You can use multiple GPUs, but you have to manage them.


What could this possibly mean by managing multiple GPUs? So can we scale the performance by using different devices(8800GTX + 8800GTS) or the same GPUs?

Please search the forum for “sli” or “multi gpu”. There have been several threads discussing this.

Paulius

http://forums.nvidia.com/index.php?showtop…58&hl=multi-gpu

http://forums.nvidia.com/index.php?showtop…22&hl=multi-gpu

Question:

Well I guess I get an idea of it. However, could you explain the differences between SLi circuity and the Multi-GPU circuitry, coz we all know that SLi model doesn’t ultilize the 2nd GPU’s video memory at all.

There isn’t any special multi-GPU circuity. You start a CPU thread for each GPU in your computer, and each CPU thread manages one graphics card. You can run whatever kernels you want on each card independently.

Actually, SLI does use the video memory of both GPUs. SLI has two modes: Split-Frame Rendering (SFR) and Alternate-Frame Rendering (AFR). In the former, each GPU renders a portion of the graphics frame. In the latter, GPUs alternate rendering each frame. In both modes, only one GPU is responsible for pushing the frames out to the display (since a single monitor can’t be connected to both GPUs at once). The SLI connector is simply a “pixel bridge” which the secondary GPU uses to transfer either part of an image (in SFR) or a whole image (AFR) to the primary GPU to be displayed.

Since both GPUs are rendering the scene, both GPUs need all of the scene’s geometry and textures in their memories. Therefore the memory of all GPUs is used in SLI.

Now on to multi-GPU in CUDA. This is not SLI. Because the graphics API constrains the type of computation being done on the GPU, SLI can make assumptions about how to parallelize the application across multiple GPUs. In GPU computing with CUDA, it’s difficult to come up with assumptions like this that apply to all applications that a programmer might write.

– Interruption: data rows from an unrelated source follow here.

use super::svg::{
    Frame, category_range, diverging_color, draw_axis_labels, draw_legend, draw_x_categories,
    draw_y_axis_ticks, draw_y_axis_ticks_right, draw_y_bands, escape_svg, svg_line,
};
use super::{HEIGHT, WIDTH};
use crate::core::table::Table;
use anyhow::Result;
use std::collections::HashMap;
use std::fmt::Write;

const BAND_POOR: &str = "#e6b0aa";
const BAND_FAIR: &str = "#f5d9a6";
const BAND_GOOD: &str = "#b8e0b8";

/// Per-position quality box plot with FastQC's red/orange/green background.
pub fn per_base_quality(table: &Table) -> Result<String> {
    let labels = table.position_labels();
    let mean = table.column_f64("Mean")?;
    let median = table.column_f64("Median")?;
    let lq = table.column_f64("Lower Quartile")?;
    let uq = table.column_f64("Upper Quartile")?;
    let p10 = table.column_f64("10th Percentile")?;
    let p90 = table.column_f64("90th Percentile")?;

    let top_q = p90
        .iter()
        .chain(uq.iter())
        .copied()
        .filter(|v| v.is_finite())
        .fold(40.0, f64::max);
    let y = (0.0, top_q.ceil() + 1.0);
    let x = category_range(labels.len());

    let f = Frame::new(WIDTH, HEIGHT);
    let mut out = String::new();
    f.open(&mut out, "Quality scores across all bases")?;
    draw_y_bands(
        &mut out,
        &f,
        y,
        &[
            (0.0, 20.0, BAND_POOR),
            (20.0, 28.0, BAND_FAIR),
            (28.0, y.1, BAND_GOOD),
        ],
    )?;
    draw_y_axis_ticks(&mut out, &f, y, 6)?;
    draw_y_axis_ticks_right(&mut out, &f, y, 6)?;
    draw_x_categories(&mut out, &f, &labels, false)?;
    draw_axis_labels(&mut out, &f, "Position in read (bp)", "Phred quality")?;

    let slot = f.plot_w() / labels.len().max(1) as f64;
    let box_w = (slot * 0.7).max(1.0);
    let cap_w = (box_w * 0.6).max(1.0);
    for i in 0..labels.len() {
        let vals = [median[i], lq[i], uq[i], p10[i], p90[i]];
        if vals.iter().any(|v| !v.is_finite()) {
            continue;
        }
        let cx = f.x_px(i as f64, x);
        let box_x = cx - box_w / 2.0;
        let y_m = f.y_px(median[i], y);
        let y_lq = f.y_px(lq[i], y);
        let y_uq = f.y_px(uq[i], y);
        let y_p10 = f.y_px(p10[i], y);
        let y_p90 = f.y_px(p90[i], y);
        writeln!(
            out,
            "<line x1=\"{cx}\" y1=\"{y_p90}\" x2=\"{cx}\" y2=\"{y_p10}\" stroke=\"#555\" stroke-width=\"1\"/>"
        )?;
        for cap in [y_p10, y_p90] {
            writeln!(
                out,
                "<line x1=\"{}\" y1=\"{cap}\" x2=\"{}\" y2=\"{cap}\" stroke=\"#555\" stroke-width=\"1\"/>",
                cx - cap_w / 2.0,
                cx + cap_w / 2.0
            )?;
        }
        writeln!(
            out,
            "<rect x=\"{}\" y=\"{}\" width=\"{}\" height=\"{}\" fill=\"#f2e36b\" stroke=\"#666\"/>",
            box_x,
            y_uq,
            box_w,
            (y_lq - y_uq).max(0.0)
        )?;
        writeln!(
            out,
            "<line x1=\"{}\" y1=\"{y_m}\" x2=\"{}\" y2=\"{y_m}\" stroke=\"#c0392b\" stroke-width=\"1.5\"/>",
            box_x,
            box_x + box_w
        )?;
    }

    let mean_line: Vec<(f64, f64)> = mean
        .iter()
        .enumerate()
        .map(|(i, m)| (i as f64, *m))
        .collect();
    svg_line(&mut out, &f, &mean_line, x, y, "#2c5fa8", false)?;
    f.plot_border(&mut out)?;
    draw_legend(
        &mut out,
        &f,
        &[("Median", "#c0392b"), ("Mean", "#2c5fa8"), ("IQR", "#f2e36b")],
    )?;
    f.close(&mut out)?;
    Ok(out)
}

/// Tile by position heatmap of the deviation from the mean quality.
pub fn per_tile_quality(table: &Table) -> Result<String> {
    let tile_col = table.column("Tile")?;
    let base_col = table.column("Base")?;
    let values = table.column_f64("Mean")?;

    let tiles = first_seen(&tile_col);
    let bases = first_seen(&base_col);
    let tile_idx: HashMap<&str, usize> = tiles.iter().enumerate().map(|(i, t)| (*t, i)).collect();
    let base_idx: HashMap<&str, usize> = bases.iter().enumerate().map(|(i, b)| (*b, i)).collect();

    let mut grid = vec![vec![f64::NAN; bases.len()]; tiles.len()];
    for ((tile, base), v) in tile_col.iter().zip(base_col.iter()).zip(values.iter()) {
        grid[tile_idx[tile]][base_idx[base]] = *v;
    }

    let max_abs = values
        .iter()
        .copied()
        .filter(|v| v.is_finite())
        .map(f64::abs)
        .fold(0.0, f64::max);
    let lim = max_abs.max(2.0);

    let f = Frame::new(WIDTH, HEIGHT).with_left(72.0);
    let mut out = String::new();
    f.open(&mut out, "Quality per tile")?;
    let cell_w = f.plot_w() / bases.len().max(1) as f64;
    let cell_h = f.plot_h() / tiles.len().max(1) as f64;
    for (ti, row) in grid.iter().enumerate() {
        for (bi, v) in row.iter().enumerate() {
            let fill = if v.is_finite() {
                diverging_color(v / lim)
            } else {
                "#eeeeee".to_string()
            };
            writeln!(
                out,
                "<rect x=\"{:.2}\" y=\"{:.2}\" width=\"{:.2}\" height=\"{:.2}\" fill=\"{}\"/>",
                f.left + bi as f64 * cell_w,
                f.top + ti as f64 * cell_h,
                cell_w + 0.05,
                cell_h + 0.05,
                fill
            )?;
        }
    }

    let max_tile_labels = (f.plot_h() / 11.0).floor().max(1.0) as usize;
    let step = tiles.len().div_ceil(max_tile_labels).max(1);
    for (ti, tile) in tiles.iter().enumerate().step_by(step) {
        writeln!(
            out,
            "<text x=\"{}\" y=\"{:.2}\" font-size=\"9\" fill=\"#666\" text-anchor=\"end\" dominant-baseline=\"middle\">{}</text>",
            f.left - 4.0,
            f.top + (ti as f64 + 0.5) * cell_h,
            escape_svg(tile)
        )?;
    }
    draw_x_categories(&mut out, &f, &bases, false)?;
    draw_axis_labels(&mut out, &f, "Position in read (bp)", "Tile")?;
    f.plot_border(&mut out)?;

    let lo = format!("-{:.1}", lim);
    let hi = format!("+{:.1}", lim);
    draw_legend(
        &mut out,
        &f,
        &[
            (lo.as_str(), "#4575b4"),
            ("0", "#dddddd"),
            (hi.as_str(), "#d73027"),
        ],
    )?;
    f.close(&mut out)?;
    Ok(out)
}

fn first_seen<'a>(values: &[&'a str]) -> Vec<&'a str> {
    let mut seen = Vec::new();
    for v in values {
        if !seen.contains(v) {
            seen.push(*v);
        }
    }
    seen
}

Therefore, to run on multiple GPUs, the designers of CUDA decided it would be best to enable CUDA programmers to manage the GPUs in the system themselves.

You can do this by creating as many host threads as you have GPUs, and running a separate CUDA context in each thread. The functions cudaGetDeviceCount(), cudaSetDevice(), cudaGetDevice(), cudaGetDeviceProperties(), and cudaChooseDevice() facilitate this. Please see the programming guide and the “multigpu” sample in the CUDA SDK for more details. There are more multi-GPU samples coming in upcoming SDK releases.

Mark

Hi,

I read on a Linux forum that NVIDIA has a beta version of a display driver for

Linux which supports the 8800GT. If so, can you give me the link to download

the driver?

Thank you.

The CUDA_1.1 release already supports the 8800GT.